[Stored items]
....
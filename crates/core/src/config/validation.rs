//! Configuration validation rules.
//!
//! This module provides validation logic for `AppConfig` values
//! after they have been loaded from environment, files, or defaults.

use crate::config::AppConfig;
use thiserror::Error;

/// Configuration validation errors.
#[derive(Debug, Error)]
pub enum ConfigError {
    #[error("failed to load configuration: {0}")]
    LoadFailed(String),

    #[error("invalid configuration: {field} - {reason}")]
    Invalid { field: String, reason: String },
}

impl AppConfig {
    /// Validate configuration values after loading.
    ///
    /// # Errors
    ///
    /// Returns `ConfigError::Invalid` if:
    /// - `max_bytes` is 0 or exceeds 50MB
    /// - `timeout_ms` is less than 100ms or exceeds 5 minutes
    /// - `user_agent` is empty
    /// - `requests_per_second`, `max_concurrency` or `page_size` is 0
    pub fn validate(&self) -> Result<(), ConfigError> {
        if self.max_bytes == 0 {
            return Err(ConfigError::Invalid { field: "max_bytes".into(), reason: "must be greater than 0".into() });
        }
        if self.max_bytes > 50 * 1024 * 1024 {
            return Err(ConfigError::Invalid { field: "max_bytes".into(), reason: "must not exceed 50MB".into() });
        }

        if self.timeout_ms < 100 {
            return Err(ConfigError::Invalid { field: "timeout_ms".into(), reason: "must be at least 100ms".into() });
        }
        if self.timeout_ms > 300_000 {
            return Err(ConfigError::Invalid {
                field: "timeout_ms".into(),
                reason: "must not exceed 5 minutes (300000ms)".into(),
            });
        }

        if self.user_agent.is_empty() {
            return Err(ConfigError::Invalid { field: "user_agent".into(), reason: "must not be empty".into() });
        }

        if self.requests_per_second == 0 {
            return Err(ConfigError::Invalid {
                field: "requests_per_second".into(),
                reason: "must be greater than 0".into(),
            });
        }

        if self.max_concurrency == 0 {
            return Err(ConfigError::Invalid {
                field: "max_concurrency".into(),
                reason: "must be greater than 0".into(),
            });
        }

        if self.page_size == 0 {
            return Err(ConfigError::Invalid { field: "page_size".into(), reason: "must be greater than 0".into() });
        }

        if self.max_concurrency > self.requests_per_second as usize * 10 {
            tracing::warn!(
                max_concurrency = self.max_concurrency,
                requests_per_second = self.requests_per_second,
                "max_concurrency is far above the start rate; the rate limiter will be the binding ceiling"
            );
        }

        Ok(())
    }
}
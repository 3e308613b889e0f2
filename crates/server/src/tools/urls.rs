//! URL table tools: list_urls, add_url, remove_url.

use std::collections::BTreeMap;

use pagetrie_client::Catalog;
use pagetrie_core::PageSummary;
use rmcp::{ErrorData as McpError, model::*};
use schemars::JsonSchema;
use serde::{Deserialize, Serialize};

use super::json_result;

/// Output structure for list_urls tool.
#[derive(Debug, Clone, Serialize, Deserialize, JsonSchema)]
pub struct ListUrlsOutput {
    /// Title and description of every indexed page, keyed by URL.
    pub urls: BTreeMap<String, PageSummary>,
}

/// Input parameters for add_url tool.
#[derive(Debug, Clone, Serialize, Deserialize, JsonSchema)]
pub struct AddUrlParams {
    /// Absolute http(s) URL to fetch and index.
    pub url: String,

    /// Display title. Empty or missing leaves the current title alone.
    #[serde(default)]
    pub title: Option<String>,

    /// Display description. Empty or missing leaves the current description alone.
    #[serde(default)]
    pub description: Option<String>,
}

/// Output structure for add_url tool.
#[derive(Debug, Clone, Serialize, Deserialize, JsonSchema)]
pub struct AddUrlOutput {
    /// False when the page could not be fetched or stored.
    pub ok: bool,
}

/// Input parameters for remove_url tool.
#[derive(Debug, Clone, Serialize, Deserialize, JsonSchema)]
pub struct RemoveUrlParams {
    /// URL to forget.
    pub url: String,
}

/// Output structure for remove_url tool.
#[derive(Debug, Clone, Serialize, Deserialize, JsonSchema)]
pub struct RemoveUrlOutput {
    /// Always true; removing an absent URL is not an error.
    pub success: bool,
}

pub async fn list_impl(catalog: &Catalog) -> Result<CallToolResult, McpError> {
    let output = ListUrlsOutput { urls: catalog.list().await };
    Ok(json_result(&output))
}

pub async fn add_impl(catalog: &Catalog, params: AddUrlParams) -> Result<CallToolResult, McpError> {
    let ok = catalog
        .add(&params.url, params.title.as_deref(), params.description.as_deref())
        .await?;
    Ok(json_result(&AddUrlOutput { ok }))
}

pub async fn remove_impl(catalog: &Catalog, params: RemoveUrlParams) -> Result<CallToolResult, McpError> {
    catalog.remove(&params.url).await;
    Ok(json_result(&RemoveUrlOutput { success: true }))
}
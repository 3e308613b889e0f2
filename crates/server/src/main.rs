//! pagetrie MCP server entry point.
//!
//! Boots the page catalog and serves it over the MCP stdio transport.
//! Logging goes to stderr to avoid interfering with the JSON-RPC protocol on stdout.

use std::sync::Arc;

use anyhow::Result;
use pagetrie_client::Catalog;
use pagetrie_core::AppConfig;
use rmcp::service::serve_server;
use rmcp::transport::io::stdio;
use tracing_subscriber::EnvFilter;

mod handler;
mod tools;

#[tokio::main]
async fn main() -> Result<()> {
    tracing_subscriber::fmt()
        .with_env_filter(EnvFilter::from_default_env())
        .with_writer(std::io::stderr)
        .json()
        .init();

    let config = AppConfig::load()?;
    let catalog = Arc::new(Catalog::open(&config).await?);

    tracing::info!(
        cache_dir = %config.cache_dir.display(),
        pages = catalog.len().await,
        "Starting pagetrie server on stdio transport"
    );

    let handler = handler::PagetrieServer::new(catalog, config);
    let transport = stdio();
    let server = serve_server(handler, transport).await?;

    server.waiting().await?;

    Ok(())
}
//! Interactive page search shell.
//!
//! Optionally seeds the catalog from a file of URLs (one per line), then
//! reads commands from stdin until `quit` or end of input.

use std::fmt::Write as _;
use std::path::{Path, PathBuf};

use anyhow::{Context, Result};
use clap::Parser;
use pagetrie_client::Catalog;
use pagetrie_core::AppConfig;
use tokio::io::{AsyncBufReadExt, AsyncWriteExt, BufReader};
use tracing_subscriber::EnvFilter;

mod command;

use command::{Command, HELP, highlight};

#[derive(Debug, Parser)]
#[command(name = "pagetrie", version, about = "Search and autocomplete over a set of crawled pages.")]
struct Cli {
    /// File of URLs to crawl and index before the prompt appears, one per line.
    seed: Option<PathBuf>,

    /// Results per page for search.
    #[arg(long)]
    page_size: Option<usize>,
}

#[tokio::main]
async fn main() -> Result<()> {
    tracing_subscriber::fmt()
        .with_env_filter(EnvFilter::from_default_env())
        .with_writer(std::io::stderr)
        .compact()
        .init();

    let cli = Cli::parse();
    let mut config = AppConfig::load()?;
    if let Some(page_size) = cli.page_size {
        config.page_size = page_size;
    }

    let catalog = Catalog::open(&config).await?;

    if let Some(path) = &cli.seed {
        let urls = read_seed_file(path).await?;
        tracing::info!(path = %path.display(), urls = urls.len(), "seeding catalog");
        println!("crawling {} urls...", urls.len());
        let added = catalog.seed(&urls).await.context("seeding catalog")?;
        println!("indexed {added} new pages ({} total)", catalog.len().await);
    }

    repl(&catalog, config.page_size).await
}

async fn read_seed_file(path: &Path) -> Result<Vec<String>> {
    let text = tokio::fs::read_to_string(path)
        .await
        .with_context(|| format!("reading seed file {}", path.display()))?;
    Ok(text
        .lines()
        .map(str::trim)
        .filter(|l| !l.is_empty() && !l.starts_with('#'))
        .map(str::to_string)
        .collect())
}

async fn repl(catalog: &Catalog, page_size: usize) -> Result<()> {
    let mut reader = BufReader::new(tokio::io::stdin());
    let mut stdout = tokio::io::stdout();
    let mut buffer = String::new();

    loop {
        stdout.write_all(b"> ").await?;
        stdout.flush().await?;

        buffer.clear();
        if reader.read_line(&mut buffer).await? == 0 {
            break;
        }

        let command = Command::parse(&buffer);
        if command == Command::Quit {
            break;
        }

        let output = respond(catalog, command, page_size).await;
        stdout.write_all(output.as_bytes()).await?;
    }

    stdout.flush().await?;
    Ok(())
}

/// Run one command and render what it prints, newline-terminated.
async fn respond(catalog: &Catalog, command: Command, page_size: usize) -> String {
    let mut out = String::new();
    match command {
        Command::Quit | Command::Empty => {}
        Command::Help => {
            let _ = writeln!(out, "{HELP}");
        }
        Command::List => {
            for (url, summary) in catalog.list().await {
                let _ = writeln!(out, "{url}\t{}\t{}", summary.title, summary.description);
            }
        }
        Command::Complete { prefix } => match catalog.autocomplete(&prefix).await {
            Some(completion) => {
                let _ = writeln!(out, "{} ({})", completion.word, completion.weight);
            }
            None => out.push_str("no completion\n"),
        },
        Command::Add { url, title } => {
            let _ = match catalog.add(&url, title.as_deref(), None).await {
                Ok(true) => writeln!(out, "added {url}"),
                Ok(false) => writeln!(out, "could not fetch {url}"),
                Err(e) => writeln!(out, "{e}"),
            };
        }
        Command::Remove { url } => {
            catalog.remove(&url).await;
            let _ = writeln!(out, "removed {url}");
        }
        Command::Search { query, start } => match catalog.search(&query, start, page_size).await {
            Ok(page) => {
                if page.results.is_empty() {
                    out.push_str("no matches\n");
                }
                for hit in &page.results {
                    let snippet = highlight(&hit.snippet, hit.query_position, query.len());
                    let _ = writeln!(out, "{}\n  {snippet}", hit.url);
                }
                if page.has_more {
                    let next = start.max(1) + page.results.len();
                    let _ = writeln!(out, "more: search {query} {next}");
                }
            }
            Err(e) => {
                let _ = writeln!(out, "{e}");
            }
        },
    }
    out
}

#[cfg(test)]
mod tests {
    use super::*;
    use tempfile::{TempDir, tempdir};

    async fn empty_catalog() -> (TempDir, Catalog) {
        let dir = tempdir().unwrap();
        let config = AppConfig { cache_dir: dir.path().join("cached"), ..Default::default() };
        let catalog = Catalog::open(&config).await.unwrap();
        (dir, catalog)
    }

    #[tokio::test]
    async fn test_respond_on_empty_catalog() {
        let (_dir, catalog) = empty_catalog().await;

        assert_eq!(respond(&catalog, Command::List, 15).await, "");
        assert_eq!(respond(&catalog, Command::parse("search panda"), 15).await, "no matches\n");
        assert_eq!(respond(&catalog, Command::parse("complete pan"), 15).await, "no completion\n");
        assert_eq!(respond(&catalog, Command::parse("rm http://a"), 15).await, "removed http://a\n");
    }

    #[tokio::test]
    async fn test_respond_reports_bad_input() {
        let (_dir, catalog) = empty_catalog().await;

        let out = respond(&catalog, Command::parse("add not-a-url"), 15).await;
        assert!(out.starts_with("INVALID_URL"), "{out}");

        let out = respond(&catalog, Command::parse("search panda"), 0).await;
        assert!(out.starts_with("INVALID_INPUT"), "{out}");
    }

    #[tokio::test]
    async fn test_help_lists_commands() {
        let (_dir, catalog) = empty_catalog().await;
        let out = respond(&catalog, Command::Help, 15).await;
        assert!(out.contains("complete <prefix>"));
        assert!(out.ends_with('\n'));
    }
}
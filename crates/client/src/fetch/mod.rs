//! HTTP fetch pipeline.
//!
//! [`PageSource`] is the seam between the page cache and the network:
//! [`FetchClient`] is the reqwest-backed implementation, tests substitute
//! in-memory sources.
//!
//! ### Failure mapping
//! - Non-2xx status: `FETCH_FAILED` with the status code and reason phrase
//!   (at most 512 bytes).
//! - Connect, TLS or body read failure: `HTTP_ERROR`.
//! - Body over `max_bytes`: `FETCH_TOO_LARGE`.

pub mod url;

use async_trait::async_trait;
use bytes::Bytes;
use reqwest::{Client, StatusCode, header};
use std::time::{Duration, Instant};

pub use url::{UrlError, parse_page_url};

use pagetrie_core::{AppConfig, Error};

/// Configuration for the fetch client.
#[derive(Debug, Clone)]
pub struct FetchConfig {
    /// User agent string (default: "pagetrie/0.1")
    pub user_agent: String,

    /// Maximum response body size in bytes (default: 5MB)
    pub max_bytes: usize,

    /// Request timeout (default: 20s)
    pub timeout: Duration,

    /// Maximum number of redirects to follow (default: 5)
    pub max_redirects: usize,
}

impl Default for FetchConfig {
    fn default() -> Self {
        Self {
            user_agent: "pagetrie/0.1".to_string(),
            max_bytes: 5 * 1024 * 1024,
            timeout: Duration::from_millis(20000),
            max_redirects: 5,
        }
    }
}

impl From<&AppConfig> for FetchConfig {
    fn from(config: &AppConfig) -> Self {
        Self {
            user_agent: config.user_agent.clone(),
            max_bytes: config.max_bytes,
            timeout: config.timeout(),
            ..Default::default()
        }
    }
}

/// Response from a fetch operation.
#[derive(Debug, Clone)]
pub struct FetchResponse {
    /// The final URL after redirects
    pub final_url: String,
    /// HTTP status code
    pub status: StatusCode,
    /// Content-Type header
    pub content_type: Option<String>,
    /// Response body bytes
    pub bytes: Bytes,
    /// Time taken to fetch in milliseconds
    pub fetch_ms: u64,
}

impl FetchResponse {
    /// Body decoded as UTF-8, replacing invalid sequences.
    pub fn text(&self) -> String {
        String::from_utf8_lossy(&self.bytes).into_owned()
    }
}

/// Something that can turn a URL into a response body.
#[async_trait]
pub trait PageSource: Send + Sync {
    /// GET `url` and return the body of a 2xx response.
    async fn fetch_body(&self, url: &str) -> Result<String, Error>;
}

/// HTTP fetch client.
pub struct FetchClient {
    http: Client,
    config: FetchConfig,
}

impl FetchClient {
    /// Create a new fetch client with the given configuration.
    pub fn new(config: FetchConfig) -> Result<Self, Error> {
        let http = Client::builder()
            .user_agent(&config.user_agent)
            .timeout(config.timeout)
            .redirect(reqwest::redirect::Policy::limited(config.max_redirects))
            .use_rustls_tls()
            .gzip(true)
            .brotli(true)
            .deflate(true)
            .build()
            .map_err(|e| Error::HttpError(format!("failed to build HTTP client: {}", e)))?;

        Ok(Self { http, config })
    }

    /// Fetch a URL, returning raw bytes and metadata.
    ///
    /// Only 2xx responses are returned; anything else is an error.
    pub async fn fetch(&self, url_str: &str) -> Result<FetchResponse, Error> {
        let start = Instant::now();
        let url = parse_page_url(url_str).map_err(|e| Error::InvalidUrl(e.to_string()))?;

        let response = self
            .http
            .get(url.as_str())
            .header("Accept", "text/html,application/xhtml+xml,application/xml;q=0.9,*/*;q=0.8")
            .send()
            .await
            .map_err(|e| Error::HttpError(format!("network error: {}", e)))?;

        let status = response.status();

        if !status.is_success() {
            return Err(Error::fetch_status(status.as_u16(), status.canonical_reason().unwrap_or_default()));
        }

        if let Some(len) = response.content_length()
            && len as usize > self.config.max_bytes
        {
            return Err(Error::FetchTooLarge(format!("{} bytes exceeds {}", len, self.config.max_bytes)));
        }

        let final_url = response.url().to_string();
        let content_type = response
            .headers()
            .get(header::CONTENT_TYPE)
            .and_then(|v| v.to_str().ok())
            .map(|s| s.to_string());

        let bytes = response
            .bytes()
            .await
            .map_err(|e| Error::HttpError(format!("failed to read response: {}", e)))?;

        if bytes.len() > self.config.max_bytes {
            return Err(Error::FetchTooLarge(format!("{} bytes exceeds {}", bytes.len(), self.config.max_bytes)));
        }

        let fetch_ms = start.elapsed().as_millis() as u64;

        tracing::debug!("fetched {} -> {} in {}ms ({} bytes)", url, final_url, fetch_ms, bytes.len());

        Ok(FetchResponse { final_url, status, content_type, bytes, fetch_ms })
    }

    /// Get reference to the configuration.
    pub fn config(&self) -> &FetchConfig {
        &self.config
    }
}

#[async_trait]
impl PageSource for FetchClient {
    async fn fetch_body(&self, url: &str) -> Result<String, Error> {
        Ok(self.fetch(url).await?.text())
    }
}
....
> [Task to complete] Above are the entries. Output exactly the lines beginning with the line that has "pub fn text(&self)" and ending with the line that has "to build HTTP".

> [Task output]
    pub fn text(&self) -> String {
        String::from_utf8_lossy(&self.bytes).into_owned()
    }
}

/// Something that can turn a URL into a response body.
#[async_trait]
pub trait PageSource: Send + Sync {
    /// GET `url` and return the body of a 2xx response.
    async fn fetch_body(&self, url: &str) -> Result<String, Error>;
}

/// HTTP fetch client.
pub struct FetchClient {
    http: Client,
    config: FetchConfig,
}

impl FetchClient {
    /// Create a new fetch client with the given configuration.
    pub fn new(config: FetchConfig) -> Result<Self, Error> {
        let http = Client::builder()
            .user_agent(&config.user_agent)
            .timeout(config.timeout)
            .redirect(reqwest::redirect::Policy::limited(config.max_redirects))
            .use_rustls_tls()
            .gzip(true)
            .brotli(true)
            .deflate(true)
            .build()
            .map_err(|e| Error::HttpError(format!("failed to build HTTP client: {}", e)))?;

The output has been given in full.